Louis Theroux: America's Most Dangerous Pets, BBC Two/ Misfits, Series 3, E4 | reviews, news & interviews
Louis Theroux: America's Most Dangerous Pets, BBC Two/ Misfits, Series 3, E4
Louis Theroux: America's Most Dangerous Pets, BBC Two/ Misfits, Series 3, E4
Another visit to the human zoo, this time also containing animals, and a new probationer in orange overalls
He’s been in the presence of murderers, rapists and paedophiles. He’s auditioned naked for a porn movie and submitted his tender midriff to liposuction. He’s spent more time than can be good for anyone in the company of Mr and Mrs Christina Hamilton. Yet it was only last night that, for the first time ever, audiences glimpsed Louis Theroux in a state of unvarnished terror. And fair play, he wasn’t afraid to show it.
The cause: a chimp, young but already powerful and, in the tentative Theroux embrace, threatening at any moment to remove, by force, the popular proboscis of documentary television’s leading metropolitan ironist. Did Louis not like that. Later a larger chimp was let out to play and this time Louis was content to watch from afar as the simian ran considerably amok, smashing inter alia the window behind which he had diligently retreated. Even the chimp’s owner slipped into Anglo-Saxon. “I think we have what we need,” whimpered a manful Louis, containing the urge to soil himself.
For once the ostensible subjects of Theroux's researches could not answer his keynote question
And then there were the cats. None of them moggies. An Indiana zookeeper dragged over his Siberian tiger, promising interaction. “We should probably have talked this through,” suggested Louis through a crack in a door.
The prairies of the Midwest have been a happy hunting ground for Theroux. They teem with big game of the sort who fit neatly in his crosshairs. But in recent outings Louis’s merciless pursuit of the great-maned American weirdo has started to look a little tired. In the end, one fruitcake is just like another, swimming amniotically in bile, chainmailed in braindead delusion. It’s all felt a little bit like schlepping round the block again. Louis goes back to prison. Louis munches on another bag of nuts. Louis’s season ticket to the human zoo.

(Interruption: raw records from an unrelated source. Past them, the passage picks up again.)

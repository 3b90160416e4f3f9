//! Unified cryptographic error type.
//!
//! Each component has its own error enum; [`CryptoError`] aggregates them
//! and keeps the original error reachable through `#[source]`.
//!
//! # Classification
//!
//! Callers usually only need to know which of three things went wrong,
//! exposed through [`CryptoError::kind`]:
//!
//! | Kind                    | Meaning                                         |
//! |-------------------------|-------------------------------------------------|
//! | `Configuration`         | Bad construction parameters (key size, digits)  |
//! | `MalformedInput`        | Too short, misaligned, bad alphabet or padding  |
//! | `AuthenticationFailure` | MAC or AEAD tag did not verify                  |
//! | `Unavailable`           | System RNG could not produce bytes              |
//!
//! None of these are retried here. Messages never contain key bytes,
//! plaintext or tags.

use thiserror::Error;

use super::kdf::KdfError;
use super::keyring::{KeyError, KeyringError};
use super::mac::MacError;
use super::random::RandomError;
use crate::encoding::EncodingError;

/// Coarse failure classification shared by every component.
#[derive(Debug, Clone, Copy, PartialEq, Eq)]
pub enum ErrorKind {
    /// Invalid construction parameters; surfaced at construction time.
    Configuration,
    /// Input bytes or text that cannot be parsed.
    MalformedInput,
    /// Tag verification failed; nothing was decrypted.
    AuthenticationFailure,
    /// The secure random source failed.
    Unavailable,
}

/// Errors from cipher operations
#[derive(Debug, Clone, PartialEq, Eq, Error)]
pub enum CipherError {
    /// Input is shorter than the scheme's minimum framing
    #[error("Ciphertext too short: {actual} bytes (need at least {min})")]
    DataTooShort {
        /// Minimum framed length
        min: usize,
        /// Received length
        actual: usize,
    },

    /// Block ciphertext not a multiple of the block size
    #[error("Ciphertext length {len} is not a multiple of {block} bytes")]
    Misaligned {
        /// Received ciphertext length
        len: usize,
        /// Block size
        block: usize,
    },

    /// PKCS#7 padding did not validate
    #[error("Invalid block padding")]
    BadPadding,

    /// Nonce has the wrong length for this scheme
    #[error("Nonce must be {expected} bytes, got {actual}")]
    InvalidNonce {
        /// Configured nonce length
        expected: usize,
        /// Provided nonce length
        actual: usize,
    },

    /// Encryption failed inside the primitive
    #[error("Encryption failed: {0}")]
    EncryptionFailed(String),

    /// Tag mismatch (ciphertext or tag corrupted, or wrong key)
    #[error("Authentication failed")]
    AuthenticationFailed,
}

/// Unified error type for all cryptographic operations.
#[derive(Debug, Error)]
pub enum CryptoError {
    /// Text or integer decoding error.
    #[error("Encoding: {0}")]
    Encoding(#[source] EncodingError),

    /// Key material error (wrong size, wrong algorithm, empty).
    #[error("Key: {0}")]
    Key(#[source] KeyError),

    /// Key registry error.
    #[error("Keyring: {0}")]
    Keyring(#[source] KeyringError),

    /// Cipher framing or authentication error.
    #[error("Cipher: {0}")]
    Cipher(#[source] CipherError),

    /// MAC verification error.
    #[error("MAC: {0}")]
    Mac(#[source] MacError),

    /// Key derivation parameter error.
    #[error("KDF: {0}")]
    Kdf(#[source] KdfError),

    /// RNG failure while drawing a nonce or key.
    #[error("Random: {0}")]
    Random(#[source] RandomError),
}

impl CryptoError {
    /// Classify this error.
    pub fn kind(&self) -> ErrorKind {
        match self {
            CryptoError::Encoding(_) => ErrorKind::MalformedInput,
            CryptoError::Key(KeyError::Encoding(_)) => ErrorKind::MalformedInput,
            CryptoError::Key(_) | CryptoError::Keyring(_) | CryptoError::Kdf(_) => {
                ErrorKind::Configuration
            }
            CryptoError::Cipher(CipherError::AuthenticationFailed) => {
                ErrorKind::AuthenticationFailure
            }
            CryptoError::Cipher(CipherError::InvalidNonce { .. }) => ErrorKind::Configuration,
            CryptoError::Cipher(_) => ErrorKind::MalformedInput,
            CryptoError::Mac(MacError::VerificationFailed) => ErrorKind::AuthenticationFailure,
            CryptoError::Mac(MacError::DataTooShort) => ErrorKind::MalformedInput,
            CryptoError::Random(_) => ErrorKind::Unavailable,
        }
    }

    /// True when a tag failed to verify.
    pub fn is_authentication_failure(&self) -> bool {
        self.kind() == ErrorKind::AuthenticationFailure
    }
}

// ============================================================================
// From implementations for automatic conversion
// ============================================================================

impl From<EncodingError> for CryptoError {
    fn from(err: EncodingError) -> Self {
        CryptoError::Encoding(err)
    }
}

impl From<KeyError> for CryptoError {
    fn from(err: KeyError) -> Self {
        CryptoError::Key(err)
    }
}

impl From<KeyringError> for CryptoError {
    fn from(err: KeyringError) -> Self {
        CryptoError::Keyring(err)
    }
}

impl From<CipherError> for CryptoError {
    fn from(err: CipherError) -> Self {
        CryptoError::Cipher(err)
    }
}

impl From<MacError> for CryptoError {
    fn from(err: MacError) -> Self {
        CryptoError::Mac(err)
    }
}

impl From<KdfError> for CryptoError {
    fn from(err: KdfError) -> Self {
        CryptoError::Kdf(err)
    }
}

impl From<RandomError> for CryptoError {
    fn from(err: RandomError) -> Self {
        CryptoError::Random(err)
    }
}
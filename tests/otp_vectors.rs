//! One-Time Password Test Suite
//!
//! - **Phase 1**: RFC 4226 HOTP vectors
//! - **Phase 2**: RFC 6238 TOTP vectors for SHA-1, SHA-256 and SHA-512
//! - **Phase 3**: Validation window against a fixed clock

use chrono::{DateTime, Duration, Utc};
use whisper::crypto::MacAlgorithm;
use whisper::otp::{FixedClock, Hotp, OtpError, Totp};

fn at(secs: i64) -> DateTime<Utc> {
    DateTime::from_timestamp(secs, 0).unwrap()
}

// =============================================================================
// PHASE 1: HOTP
// =============================================================================

/// Phase 1: RFC 4226 Appendix D
#[test]
fn test_hotp_rfc4226() {
    let hotp = Hotp::new(b"12345678901234567890", 6, MacAlgorithm::HmacSha1).unwrap();
    let codes: Vec<String> = (0..10).map(|c| hotp.generate(c)).collect();
    assert_eq!(
        codes,
        [
            "755224", "287082", "359152", "969429", "338314", "254676", "287922", "162583",
            "399871", "520489"
        ]
    );
}

/// Phase 1: Digit bounds are enforced at construction
#[test]
fn test_hotp_digit_bounds() {
    for digits in [0, 3, 9, 10] {
        assert!(matches!(
            Hotp::new(b"key", digits, MacAlgorithm::HmacSha256),
            Err(OtpError::InvalidDigits { .. })
        ));
    }
    for digits in 4..=8 {
        let hotp = Hotp::new(b"key", digits, MacAlgorithm::HmacSha256).unwrap();
        assert_eq!(hotp.generate(0).len(), digits as usize);
    }
}

// =============================================================================
// PHASE 2: TOTP
// =============================================================================

const TIMES: [i64; 6] = [59, 1111111109, 1111111111, 1234567890, 2000000000, 20000000000];

fn check_rfc6238(key: &[u8], algorithm: MacAlgorithm, expected: [&str; 6]) {
    let totp = Totp::new(Hotp::new(key, 8, algorithm).unwrap(), 30).unwrap();
    for (t, code) in TIMES.into_iter().zip(expected) {
        assert_eq!(totp.at(at(t)), code, "{algorithm} t={t}");
    }
}

/// Phase 2: RFC 6238 Appendix B, SHA-1
#[test]
fn test_totp_rfc6238_sha1() {
    check_rfc6238(
        b"12345678901234567890",
        MacAlgorithm::HmacSha1,
        ["94287082", "07081804", "14050471", "89005924", "69279037", "65353130"],
    );
}

/// Phase 2: RFC 6238 Appendix B, SHA-256
#[test]
fn test_totp_rfc6238_sha256() {
    check_rfc6238(
        b"12345678901234567890123456789012",
        MacAlgorithm::HmacSha256,
        ["46119246", "68084774", "67062674", "91819424", "90698825", "77737706"],
    );
}

/// Phase 2: RFC 6238 Appendix B, SHA-512
#[test]
fn test_totp_rfc6238_sha512() {
    check_rfc6238(
        b"1234567890123456789012345678901234567890123456789012345678901234",
        MacAlgorithm::HmacSha512,
        ["90693936", "25091201", "99943326", "93441116", "38618901", "47863826"],
    );
}

// =============================================================================
// PHASE 3: VALIDATION WINDOW
// =============================================================================

fn fixed_totp(now: i64, look_back: u32) -> Totp<FixedClock> {
    let hotp = Hotp::new(b"12345678901234567890", 6, MacAlgorithm::HmacSha256).unwrap();
    Totp::new(hotp, 30)
        .unwrap()
        .with_look_back(look_back)
        .unwrap()
        .with_clock(FixedClock(at(now)))
}

/// Phase 3: Current and previous step pass, older and future steps fail
#[test]
fn test_default_window() {
    let totp = fixed_totp(1_700_000_000, 1);
    let now = at(1_700_000_000);

    assert!(totp.validate(&totp.now()));
    assert!(totp.validate(&totp.prev()));
    assert!(!totp.validate(&totp.at(now - Duration::seconds(60))));
    assert!(!totp.validate(&totp.next()));
}

/// Phase 3: A wider look-back accepts two steps back
#[test]
fn test_two_step_window() {
    let totp = fixed_totp(1_700_000_000, 2);
    let now = at(1_700_000_000);

    assert!(totp.validate(&totp.at(now - Duration::seconds(60))));
    assert!(!totp.validate(&totp.at(now - Duration::seconds(90))));
}

/// Phase 3: Zero look-back accepts only the current step
#[test]
fn test_zero_look_back() {
    let totp = fixed_totp(1_700_000_000, 0);
    assert!(totp.validate(&totp.now()));
    assert!(!totp.validate(&totp.prev()));
}
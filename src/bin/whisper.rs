//! Whisper CLI binary.
//!
//! Symmetric encryption, identifier obfuscation and one-time passwords.
//!
//! # Commands
//!
//! - `keygen` - Generate a random key
//! - `encrypt` / `decrypt` - Run any cipher suite scheme over base64 data
//! - `obfuscate` / `restore` - Identifier codec with a key from the key file
//! - `otp` - HOTP/TOTP generation and validation
//! - `derive` - HMAC-SHA256 key derivation
//! - `shell` - Interactive command shell

use std::io::{self, IsTerminal, Read};
use std::path::PathBuf;

use anyhow::{anyhow, bail, Context};
use clap::{Parser, Subcommand, ValueEnum};
use whisper::{
    config::Config,
    crypto::{kdf, CipherSuite, KeyAlgorithm, KeyId, KeyMaterial, NonceLength, SchemeKind},
    encoding,
    obfuscate::{IdCodec, Obfuscator},
    shell::{KeyFile, ShellContext},
    VERSION,
};

#[derive(Parser)]
#[command(name = "whisper")]
#[command(version = VERSION)]
#[command(
    about = "Whisper - encryption, identifier obfuscation and one-time passwords",
    long_about = None
)]
struct Cli {
    /// Config file (default: <config dir>/whisper/config.toml)
    #[arg(short, long, global = true)]
    config: Option<PathBuf>,

    /// Enable verbose logging
    #[arg(short, long, global = true)]
    verbose: bool,

    #[command(subcommand)]
    command: Commands,
}

#[derive(Subcommand)]
enum Commands {
    /// Generate a random key
    Keygen {
        /// Key family (aes, chacha20, hmac)
        #[arg(short, long, default_value = "aes")]
        algorithm: KeyAlgorithm,

        /// Key size in bits
        #[arg(short, long, default_value = "128")]
        bits: usize,

        /// Output encoding
        #[arg(short, long, value_enum, default_value = "base64")]
        format: KeyFormat,
    },

    /// Encrypt data; prints base64
    Encrypt {
        /// Plaintext (or - for stdin)
        input: Option<String>,

        /// Input file path
        #[arg(short, long)]
        file: Option<PathBuf>,

        /// Scheme (aes-gcm, aes-gcm-legacy, chacha20-poly1305, aes-ecb, aes-ecb-hmac)
        #[arg(short, long, default_value = "aes-gcm")]
        scheme: SchemeKind,

        /// Base64 key
        #[arg(short, long)]
        key: String,
    },

    /// Decrypt base64 data
    Decrypt {
        /// Base64 ciphertext (or - for stdin)
        input: Option<String>,

        /// Input file path
        #[arg(short, long)]
        file: Option<PathBuf>,

        /// Scheme used to encrypt
        #[arg(short, long, default_value = "aes-gcm")]
        scheme: SchemeKind,

        /// Base64 key
        #[arg(short, long)]
        key: String,
    },

    /// Obfuscate an integer id
    Obfuscate {
        /// Identifier
        #[arg(allow_hyphen_values = true)]
        id: i64,

        /// Key selection
        #[command(flatten)]
        key: KeyArgs,
    },

    /// Restore an obfuscated id
    Restore {
        /// Obfuscated text
        text: String,

        /// Key selection
        #[command(flatten)]
        key: KeyArgs,
    },

    /// Generate or validate one-time passwords
    Otp {
        /// Base64 shared secret
        #[arg(short, long)]
        key: String,

        /// Treat the key as literal UTF-8 text
        #[arg(long)]
        raw: bool,

        /// HOTP counter (TOTP when omitted)
        #[arg(long)]
        counter: Option<u64>,

        /// Validate this code instead of printing one (TOTP only)
        #[arg(long)]
        validate: Option<String>,

        /// Code length
        #[arg(short, long)]
        digits: Option<u32>,

        /// HMAC hash (sha1, sha256, sha512)
        #[arg(short, long)]
        algorithm: Option<String>,

        /// TOTP step in seconds
        #[arg(long)]
        step: Option<u64>,

        /// Also print previous and next codes
        #[arg(long)]
        window: bool,
    },

    /// Derive key bytes with HMAC-SHA256
    Derive {
        /// Base64 derivation key
        #[arg(short, long)]
        key: String,

        /// Derivation input (label)
        input: String,

        /// Output size in bits
        #[arg(short, long, default_value = "256")]
        bits: usize,

        /// Print base64 instead of hex
        #[arg(long)]
        base64: bool,
    },

    /// Start the interactive shell
    Shell {
        /// Key file to load at startup
        #[arg(short, long)]
        keys: Option<PathBuf>,
    },
}

#[derive(Clone, Copy, ValueEnum)]
enum KeyFormat {
    Base64,
    Base62,
}

#[derive(clap::Args)]
struct KeyArgs {
    /// Base64 AES-128 key
    #[arg(short, long, conflicts_with = "key_name")]
    key: Option<String>,

    /// Key name in the key file (default: configured active key)
    #[arg(short = 'n', long)]
    key_name: Option<String>,

    /// Key file (default: configured key file)
    #[arg(long)]
    keys: Option<PathBuf>,
}

fn main() -> anyhow::Result<()> {
    let cli = Cli::parse();

    // Initialize logging
    let log_level = if cli.verbose { "debug" } else { "info" };
    tracing_subscriber::fmt()
        .with_env_filter(
            tracing_subscriber::EnvFilter::try_from_default_env()
                .unwrap_or_else(|_| tracing_subscriber::EnvFilter::new(log_level)),
        )
        .with_writer(io::stderr)
        .init();

    let config = Config::load(cli.config.as_deref())?;

    match cli.command {
        Commands::Keygen {
            algorithm,
            bits,
            format,
        } => cmd_keygen(algorithm, bits, format),

        Commands::Encrypt {
            input,
            file,
            scheme,
            key,
        } => cmd_encrypt(&config, input, file, scheme, &key),

        Commands::Decrypt {
            input,
            file,
            scheme,
            key,
        } => cmd_decrypt(&config, input, file, scheme, &key),

        Commands::Obfuscate { id, key } => cmd_obfuscate(&config, id, &key),

        Commands::Restore { text, key } => cmd_restore(&config, &text, &key),

        Commands::Otp {
            key,
            raw,
            counter,
            validate,
            digits,
            algorithm,
            step,
            window,
        } => cmd_otp(
            &config, &key, raw, counter, validate, digits, algorithm, step, window,
        ),

        Commands::Derive {
            key,
            input,
            bits,
            base64,
        } => cmd_derive(&key, &input, bits, base64),

        Commands::Shell { keys } => cmd_shell(&config, keys),
    }
}

fn cmd_keygen(algorithm: KeyAlgorithm, bits: usize, format: KeyFormat) -> anyhow::Result<()> {
    let key = KeyMaterial::generate(algorithm, bits)?;
    match format {
        KeyFormat::Base64 => println!("{}", key.to_base64()),
        KeyFormat::Base62 => println!("{}", key.to_base62()),
    }
    eprintln!("fingerprint: {}", key.fingerprint());
    Ok(())
}

fn build_suite(config: &Config, scheme: SchemeKind, key: &str) -> anyhow::Result<CipherSuite> {
    let scheme = match (scheme, config.cipher.nonce_length()) {
        (SchemeKind::Aes128Gcm, NonceLength::Legacy) => SchemeKind::Aes128GcmLegacy,
        (other, _) => other,
    };
    tracing::debug!(%scheme, "building cipher suite");
    Ok(CipherSuite::from_base64(scheme, key)?)
}

fn cmd_encrypt(
    config: &Config,
    input: Option<String>,
    file: Option<PathBuf>,
    scheme: SchemeKind,
    key: &str,
) -> anyhow::Result<()> {
    let plaintext = read_input(input, file)?;
    let suite = build_suite(config, scheme, key)?;
    let ciphertext = suite.encrypt(&plaintext)?;
    println!("{}", encoding::base64_encode(&ciphertext));
    Ok(())
}

fn cmd_decrypt(
    config: &Config,
    input: Option<String>,
    file: Option<PathBuf>,
    scheme: SchemeKind,
    key: &str,
) -> anyhow::Result<()> {
    let text = String::from_utf8(read_input(input, file)?).context("ciphertext is not text")?;
    let ciphertext = encoding::base64_decode(text.trim())?;
    let suite = build_suite(config, scheme, key)?;
    let plaintext = suite.decrypt(&ciphertext)?;
    match String::from_utf8(plaintext) {
        Ok(text) => println!("{text}"),
        Err(e) => println!("{}", encoding::base64_encode(e.as_bytes())),
    }
    Ok(())
}

fn resolve_key(config: &Config, args: &KeyArgs) -> anyhow::Result<KeyMaterial> {
    if let Some(text) = &args.key {
        return Ok(KeyMaterial::from_base64(KeyAlgorithm::Aes, text)?);
    }

    let path = args
        .keys
        .clone()
        .or_else(|| config.keys.file.clone())
        .ok_or_else(|| anyhow!("No key given: use --key, --keys or set keys.file"))?;
    let name = args
        .key_name
        .clone()
        .or_else(|| config.keys.active.clone())
        .ok_or_else(|| anyhow!("No active key, select key first"))?;

    let keys = KeyFile::from_path(&path)?.decode_keys()?;
    let id = KeyId::new(name);
    keys.into_iter()
        .find(|(key_id, _)| *key_id == id)
        .map(|(_, key)| key)
        .ok_or_else(|| anyhow!("Key <{id}> not exist"))
}

fn obfuscator(config: &Config, args: &KeyArgs) -> anyhow::Result<Obfuscator> {
    let key = resolve_key(config, args)?;
    Ok(Obfuscator::with_keying(key, config.cipher.mac_keying())?)
}

fn cmd_obfuscate(config: &Config, id: i64, args: &KeyArgs) -> anyhow::Result<()> {
    println!("{}", obfuscator(config, args)?.obfuscate(id)?);
    Ok(())
}

fn cmd_restore(config: &Config, text: &str, args: &KeyArgs) -> anyhow::Result<()> {
    println!("{}", obfuscator(config, args)?.restore(text)?);
    Ok(())
}

#[allow(clippy::too_many_arguments)]
fn cmd_otp(
    config: &Config,
    key: &str,
    raw: bool,
    counter: Option<u64>,
    validate: Option<String>,
    digits: Option<u32>,
    algorithm: Option<String>,
    step: Option<u64>,
    window: bool,
) -> anyhow::Result<()> {
    let secret = if raw {
        key.as_bytes().to_vec()
    } else {
        encoding::base64_decode(key)?
    };

    let mut otp = config.otp.clone();
    if let Some(digits) = digits {
        otp.digits = digits;
    }
    if let Some(algorithm) = algorithm {
        otp.algorithm = algorithm.parse().map_err(|e: String| anyhow!(e))?;
    }
    if let Some(step) = step {
        otp.step_secs = step;
    }

    if let Some(counter) = counter {
        if validate.is_some() {
            bail!("--validate is only supported for TOTP");
        }
        println!("{}", otp.hotp(&secret)?.generate(counter));
        return Ok(());
    }

    let totp = otp.totp(&secret)?;
    if let Some(candidate) = validate {
        if totp.validate(&candidate) {
            println!("valid");
            return Ok(());
        }
        println!("invalid");
        std::process::exit(1);
    }

    if window {
        println!("prev: {}", totp.prev());
        println!("now:  {}", totp.now());
        println!("next: {}", totp.next());
    } else {
        println!("{}", totp.now());
    }
    Ok(())
}

fn cmd_derive(key: &str, input: &str, bits: usize, base64: bool) -> anyhow::Result<()> {
    let key = encoding::base64_decode(key)?;
    let okm = kdf::derive(&key, input.as_bytes(), bits)?;
    if base64 {
        println!("{}", encoding::base64_encode(&okm));
    } else {
        println!("{}", encoding::hex_encode(&okm));
    }
    Ok(())
}

fn cmd_shell(config: &Config, keys: Option<PathBuf>) -> anyhow::Result<()> {
    let cwd = std::env::current_dir()?;
    let mut shell = ShellContext::new(cwd).with_keying(config.cipher.mac_keying());

    if let Some(path) = keys.or_else(|| config.keys.file.clone()) {
        let count = shell.load_keys(&path)?;
        eprintln!("Load {count} keys from {}", path.display());
    }
    if let Some(name) = &config.keys.active {
        match shell.select_key(name) {
            Ok(()) => eprintln!("active key: {name}"),
            Err(e) => tracing::warn!("Configured key not selected: {e}"),
        }
    }

    let stdin = io::stdin();
    let interactive = stdin.is_terminal();
    let input = stdin.lock();
    shell.run(input, &mut io::stdout(), &mut io::stderr(), interactive)?;
    Ok(())
}

// Helper functions

fn read_input(input: Option<String>, file: Option<PathBuf>) -> anyhow::Result<Vec<u8>> {
    if let Some(path) = file {
        Ok(std::fs::read(path)?)
    } else if let Some(s) = input {
        if s == "-" {
            read_stdin()
        } else {
            Ok(s.into_bytes())
        }
    } else {
        read_stdin()
    }
}

fn read_stdin() -> anyhow::Result<Vec<u8>> {
    let mut buffer = Vec::new();
    io::stdin().lock().read_to_end(&mut buffer)?;
    Ok(buffer)
}


#[cfg(test)]
mod tests {
    use super::*;

    const AES_KEY: &str = "AAECAwQFBgcICQoLDA0ODw==";

    #[test]
    fn test_build_suite_follows_nonce_length() {
        let mut config = Config::default();
        let suite = build_suite(&config, SchemeKind::Aes128Gcm, AES_KEY).unwrap();
        assert_eq!(suite.kind(), SchemeKind::Aes128Gcm);

        config.cipher.legacy_nonce = true;
        let suite = build_suite(&config, SchemeKind::Aes128Gcm, AES_KEY).unwrap();
        assert_eq!(suite.kind(), SchemeKind::Aes128GcmLegacy);

        let suite = build_suite(&config, SchemeKind::Aes128Ecb, AES_KEY).unwrap();
        assert_eq!(suite.kind(), SchemeKind::Aes128Ecb);
    }
}
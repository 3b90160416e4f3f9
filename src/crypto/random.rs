//! Secure random bytes for nonces and key generation.
//!
//! Backed by `rand::thread_rng()`: a per-thread CSPRNG seeded from the OS and
//! periodically reseeded, so concurrent callers never share generator state.

use rand::RngCore;
use thiserror::Error;

/// Errors from the random source
#[derive(Debug, Clone, PartialEq, Eq, Error)]
pub enum RandomError {
    /// System RNG failure
    #[error("System RNG failure: {0}")]
    RngFailure(String),
}

/// Fill a buffer with secure random bytes.
pub fn fill_secure(buf: &mut [u8]) -> Result<(), RandomError> {
    rand::thread_rng()
        .try_fill_bytes(buf)
        .map_err(|e| RandomError::RngFailure(e.to_string()))
}

/// Draw `n` secure random bytes.
pub fn secure_random_bytes(n: usize) -> Result<Vec<u8>, RandomError> {
    let mut bytes = vec![0u8; n];
    fill_secure(&mut bytes)?;
    Ok(bytes)
}
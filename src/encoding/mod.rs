//! Binary ⇄ text and integer ⇄ byte codecs.
//!
//! Everything else in the crate sits on top of these helpers:
//!
//! | Codec      | Alphabet                  | Padding | Used for                     |
//! |------------|---------------------------|---------|------------------------------|
//! | Base64     | `A-Za-z0-9+/`             | `=`     | Key material in key files    |
//! | Base62     | `0-9A-Za-z`               | none    | Obfuscated identifiers       |
//! | Hex        | `0-9a-f`                  | none    | Key fingerprints             |
//!
//! Integer conversions are fixed-width and big-endian. Decoding a byte slice
//! of the wrong width is an error, never a silent truncation.

mod base62;
mod ints;

pub use base62::{base62_decode, base62_encode, estimated_base62_len, BASE62_ALPHABET};
pub use ints::{
    bytes_to_i64, bytes_to_u32, bytes_to_u64, i64_to_bytes, u32_to_bytes, u64_to_bytes,
};

use base64::{engine::general_purpose::STANDARD as BASE64, Engine};
use thiserror::Error;

/// Errors from decoding text or byte sequences.
#[derive(Debug, Clone, PartialEq, Eq, Error)]
pub enum EncodingError {
    /// A character outside the codec's alphabet was found.
    #[error("Invalid {encoding} character {character:?} at position {position}")]
    InvalidCharacter {
        /// Codec name
        encoding: &'static str,
        /// Offending character
        character: char,
        /// Character index in the input
        position: usize,
    },

    /// Base64 input was malformed (bad symbol, length or padding).
    #[error("Invalid base64: {0}")]
    Base64(String),

    /// A fixed-width integer was decoded from a slice of the wrong length.
    #[error("Expected {expected} bytes, got {actual}")]
    WrongWidth {
        /// Width of the target integer in bytes
        expected: usize,
        /// Length of the provided slice
        actual: usize,
    },
}

impl From<base64::DecodeError> for EncodingError {
    fn from(err: base64::DecodeError) -> Self {
        EncodingError::Base64(err.to_string())
    }
}

/// Encode bytes as standard, padded base64.
pub fn base64_encode(bytes: &[u8]) -> String {
    BASE64.encode(bytes)
}

/// Decode standard, padded base64.
pub fn base64_decode(text: &str) -> Result<Vec<u8>, EncodingError> {
    Ok(BASE64.decode(text.trim())?)
}

/// Lower-case hex encoding.
pub fn hex_encode(bytes: &[u8]) -> String {
    use std::fmt::Write;
    bytes
        .iter()
        .fold(String::with_capacity(bytes.len() * 2), |mut s, b| {
            let _ = write!(s, "{:02x}", b);
            s
        })
}

#[cfg(test)]
mod tests {
    use super::*;

    #[test]
    fn test_base64_roundtrip() {
        let data = b"\x00\x01whisper\xff";
        let text = base64_encode(data);
        assert_eq!(base64_decode(&text).unwrap(), data);
    }

    #[test]
    fn test_base64_known_value() {
        assert_eq!(base64_encode(b"foobar"), "Zm9vYmFy");
        assert_eq!(base64_encode(b"fo"), "Zm8=");
    }

    #[test]
    fn test_base64_rejects_bad_alphabet() {
        let err = base64_decode("Zm9v*mFy").unwrap_err();
        assert!(matches!(err, EncodingError::Base64(_)));
    }

    #[test]
    fn test_base64_ignores_surrounding_whitespace() {
        assert_eq!(base64_decode("  Zm9vYmFy\n").unwrap(), b"foobar");
    }

    #[test]
    fn test_hex_encode() {
        assert_eq!(hex_encode(&[0x00, 0x0f, 0xab, 0xff]), "000fabff");
        assert_eq!(hex_encode(&[]), "");
    }
}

But this was different. In a helpful contribution to the show’s pre-publicity, an Ohio zookeeper lately let his menagerie loose before killing himself. For once the ostensible subjects of Theroux's researches could not answer his keynote question – how does it feel to be banged up? It was left to their gaolers to do the talking. As usual Louis was unable to persuade them to see reason. One zookeeper was bringing up a bear and tiger together, as if trying to rewrite The Jungle Book. Another owned 156 tigers. Various of them are breeding with lions to spawn a new super-race of feline labradoodle. The zookeeper playing God was called Joe Exotic. Possibly not a family name.
Misfits is back for a third series, missing Robert Sheehan whose absence was carefully explained in an eight-minute segment screened online a few weeks back. Last night a new character called Rudy came off the subs' bench. As played by Joseph Gilgun (pictured right) with a fruity Mancunian accent, he is just as gobby; in fact twice as gobby, given that his special power is to split in two and represent two diametrically opposed points of view at the same time. It’s not much of a gift. As if trapped in an early Shakespeare comedy, he keeps getting blamed for the stuff perpetrated by his doppelgänger. Two comely new female characters were dead and buried by the end of episode one thanks to this unfortunate tic.
We are advised by the honchos at E4 Towers that the surviving quartet will be taking on new powers in this fresh run-out. Curtis can turn into a girl, for instance, which sounds like fun. Perhaps Kelly will turn into a lady. According to Wikipedia, she acquires “and [sic] ability of hightened [sic] inteligence [sic]”. Which she should maybe pass around. The back-of-the-class sniggerers whom Misfits is keen to impress will note that there’s been no change in series creator Howard Overman’s Tourette’s. Last night there was much discussion of cock monsters and pussy meisters and unprotected anal sex. Better out than in.